### DATA SHOWN

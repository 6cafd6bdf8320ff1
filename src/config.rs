use serde::{Deserialize, Serialize};
use std::path::PathBuf;
use std::time::Duration;
use crate::errors::{AppError, Result};

pub const DEFAULT_FFMPEG_ARCHIVE_URL: &str =
    "https://github.com/BtbN/FFmpeg-Builds/releases/download/latest/ffmpeg-master-latest-win64-gpl.zip";

#[derive(Debug, Serialize, Deserialize, Clone, PartialEq)]
#[serde(default)]
pub struct AppConfig {
    pub download_path: PathBuf,
    /// Parallel fragment/track fetches requested from the engines.
    pub concurrency: u8,
    pub probe_timeout_secs: u64,
    pub inspect_timeout_secs: u64,
    pub winget_timeout_secs: u64,
    pub install_timeout_secs: u64,
    /// Longest silence tolerated while fetching the FFmpeg archive.
    pub fetch_idle_timeout_secs: u64,
    pub summary_limit: usize,
    /// Where the Windows FFmpeg archive is unpacked. Defaults to `~/.noradownloader/ffmpeg`.
    pub tools_dir: Option<PathBuf>,
    pub ffmpeg_archive_url: String,
    pub proxy: Option<String>,
}

impl Default for AppConfig {
    fn default() -> Self {
        Self {
            download_path: PathBuf::from("downloads"),
            concurrency: 4,
            probe_timeout_secs: 10,
            inspect_timeout_secs: 5,
            winget_timeout_secs: 60,
            install_timeout_secs: 600,
            fetch_idle_timeout_secs: 60,
            summary_limit: 5,
            tools_dir: None,
            ffmpeg_archive_url: DEFAULT_FFMPEG_ARCHIVE_URL.to_string(),
            proxy: None,
        }
    }
}

impl AppConfig {
    /// Defaults, then the optional JSON file, then `UMD_*` environment overrides.
    pub fn load() -> Result<Self> {
        let config_path = Self::get_config_path()?;
        Self::load_from(config_path)
    }

    pub fn load_from(config_path: PathBuf) -> Result<Self> {
        let settings = config::Config::builder()
            .add_source(
                config::File::from(config_path)
                    .format(config::FileFormat::Json)
                    .required(false),
            )
            .add_source(config::Environment::with_prefix("UMD").try_parsing(true))
            .build()?;

        Ok(settings.try_deserialize()?)
    }

    fn get_config_path() -> Result<PathBuf> {
        let config_dir = dirs::config_dir()
            .ok_or_else(|| AppError::Config(config::ConfigError::Message("Could not find config directory".to_string())))?;

        Ok(config_dir.join("universal-downloader").join("config.json"))
    }

    pub fn tools_dir(&self) -> PathBuf {
        self.tools_dir.clone().unwrap_or_else(|| {
            dirs::home_dir()
                .unwrap_or_else(|| PathBuf::from("."))
                .join(".noradownloader")
                .join("ffmpeg")
        })
    }

    pub fn probe_timeout(&self) -> Duration {
        Duration::from_secs(self.probe_timeout_secs)
    }

    pub fn inspect_timeout(&self) -> Duration {
        Duration::from_secs(self.inspect_timeout_secs)
    }

    pub fn winget_timeout(&self) -> Duration {
        Duration::from_secs(self.winget_timeout_secs)
    }

    pub fn install_timeout(&self) -> Duration {
        Duration::from_secs(self.install_timeout_secs)
    }

    pub fn fetch_idle_timeout(&self) -> Duration {
        Duration::from_secs(self.fetch_idle_timeout_secs)
    }
}
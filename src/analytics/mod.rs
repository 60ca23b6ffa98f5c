//! # VaR Analytics
//!
//! The computational core. Every component is a pure function of its inputs.
//!
//! ## Modules
//!
//! - `returns`: daily return series per risk factor
//! - `covariance`: covariance matrix on aligned return dates
//! - `valuation`: signed exposures and weights
//! - `var`: parametric and historical estimators

pub mod covariance;
pub mod returns;
pub mod valuation;
pub mod var;

pub use covariance::{CovarianceEngine, CovarianceMatrix};
pub use returns::{ReturnPoint, ReturnSeries, ReturnSeriesBuilder, ReturnSeriesSet};
pub use valuation::{
    latest_quotes, LatestQuote, PortfolioValuation, PortfolioValuator, PositionExposure,
};
pub use var::{z_score, HistoricalVar, ParametricOutcome, ParametricVar, PnlSimulation, VarMethod, VarResult};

######

*ABOUT THIS EXERCISE*
Output the entire listing precisely as it stands.

*RESULT OF THE TASK*
repository 6cafd6bdf8320ff1
filename src/config.rs
use serde::{Deserialize, Serialize};
use std::path::PathBuf;
use std::time::Duration;
use crate::errors::{AppError, Result};

pub const DEFAULT_FFMPEG_ARCHIVE_URL: &str =
    "https://github.com/BtbN/FFmpeg-Builds/releases/download/latest/ffmpeg-master-latest-win64-gpl.zip";

#[derive(Debug, Serialize, Deserialize, Clone, PartialEq)]
#[serde(default)]
pub struct AppConfig {
    pub download_path: PathBuf,
    /// Parallel fragment/track fetches requested from the engines.
    pub concurrency: u8,
    pub probe_timeout_secs: u64,
    pub inspect_timeout_secs: u64,
    pub winget_timeout_secs: u64,
    pub install_timeout_secs: u64,
    /// Longest silence tolerated while fetching the FFmpeg archive.
    pub fetch_idle_timeout_secs: u64,
    pub summary_limit: usize,
    /// Where the Windows FFmpeg archive is unpacked. Defaults to `~/.noradownloader/ffmpeg`.
    pub tools_dir: Option<PathBuf>,
    pub ffmpeg_archive_url: String,
    pub proxy: Option<String>,
}

impl Default for AppConfig {
    fn default() -> Self {
        Self {
            download_path: PathBuf::from("downloads"),
            concurrency: 4,
            probe_timeout_secs: 10,
            inspect_timeout_secs: 5,
            winget_timeout_secs: 60,
            install_timeout_secs: 600,
            fetch_idle_timeout_secs: 60,
            summary_limit: 5,
            tools_dir: None,
            ffmpeg_archive_url: DEFAULT_FFMPEG_ARCHIVE_URL.to_string(),
            proxy: None,
        }
    }
}

impl AppConfig {
    /// Defaults, then the optional JSON file, then `UMD_*` environment overrides.
    pub fn load() -> Result<Self> {
        let config_path = Self::get_config_path()?;
        Self::load_from(config_path)
    }

    pub fn load_from(config_path: PathBuf) -> Result<Self> {
        let settings = config::Config::builder()
            .add_source(
                config::File::from(config_path)
                    .format(config::FileFormat::Json)
                    .required(false),
            )
            .add_source(config::Environment::with_prefix("UMD").try_parsing(true))
            .build()?;

        Ok(settings.try_deserialize()?)
    }

    fn get_config_path() -> Result<PathBuf> {
        let config_dir = dirs::config_dir()
            .ok_or_else(|| AppError::Config(config::ConfigError::Message("Could not find config directory".to_string())))?;

        Ok(config_dir.join("universal-downloader").join("config.json"))
    }

    pub fn tools_dir(&self) -> PathBuf {
        self.tools_dir.clone().unwrap_or_else(|| {
            dirs::home_dir()
                .unwrap_or_else(|| PathBuf::from("."))
                .join(".noradownloader")
                .join("ffmpeg")
        })
    }

    pub fn probe_timeout(&self) -> Duration {
        Duration::from_secs(self.probe_timeout_secs)
    }

    pub fn inspect_timeout(&self) -> Duration {
        Duration::from_secs(self.inspect_timeout_secs)
    }

    pub fn winget_timeout(&self) -> Duration {
        Duration::from_secs(self.winget_timeout_secs)
    }

    pub fn install_timeout(&self) -> Duration {
        Duration::from_secs(self.install_timeout_secs)
    }

    pub fn fetch_idle_timeout(&self) -> Duration {
        Duration::from_secs(self.fetch_idle_timeout_secs)
    }
}
filename src/analytics/mod.rs
repository 60ca23b6ffa98f5c
//! # VaR Analytics
//!
//! The computational core. Every component is a pure function of its inputs.
//!
//! ## Modules
//!
//! - `returns`: daily return series per risk factor
//! - `covariance`: covariance matrix on aligned return dates
//! - `valuation`: signed exposures and weights
//! - `var`: parametric and historical estimators

pub mod covariance;
pub mod returns;
pub mod valuation;
pub mod var;

pub use covariance::{CovarianceEngine, CovarianceMatrix};
pub use returns::{ReturnPoint, ReturnSeries, ReturnSeriesBuilder, ReturnSeriesSet};
pub use valuation::{
    latest_quotes, LatestQuote, PortfolioValuation, PortfolioValuator, PositionExposure,
};
pub use var::{z_score, HistoricalVar, ParametricOutcome, ParametricVar, PnlSimulation, VarMethod, VarResult};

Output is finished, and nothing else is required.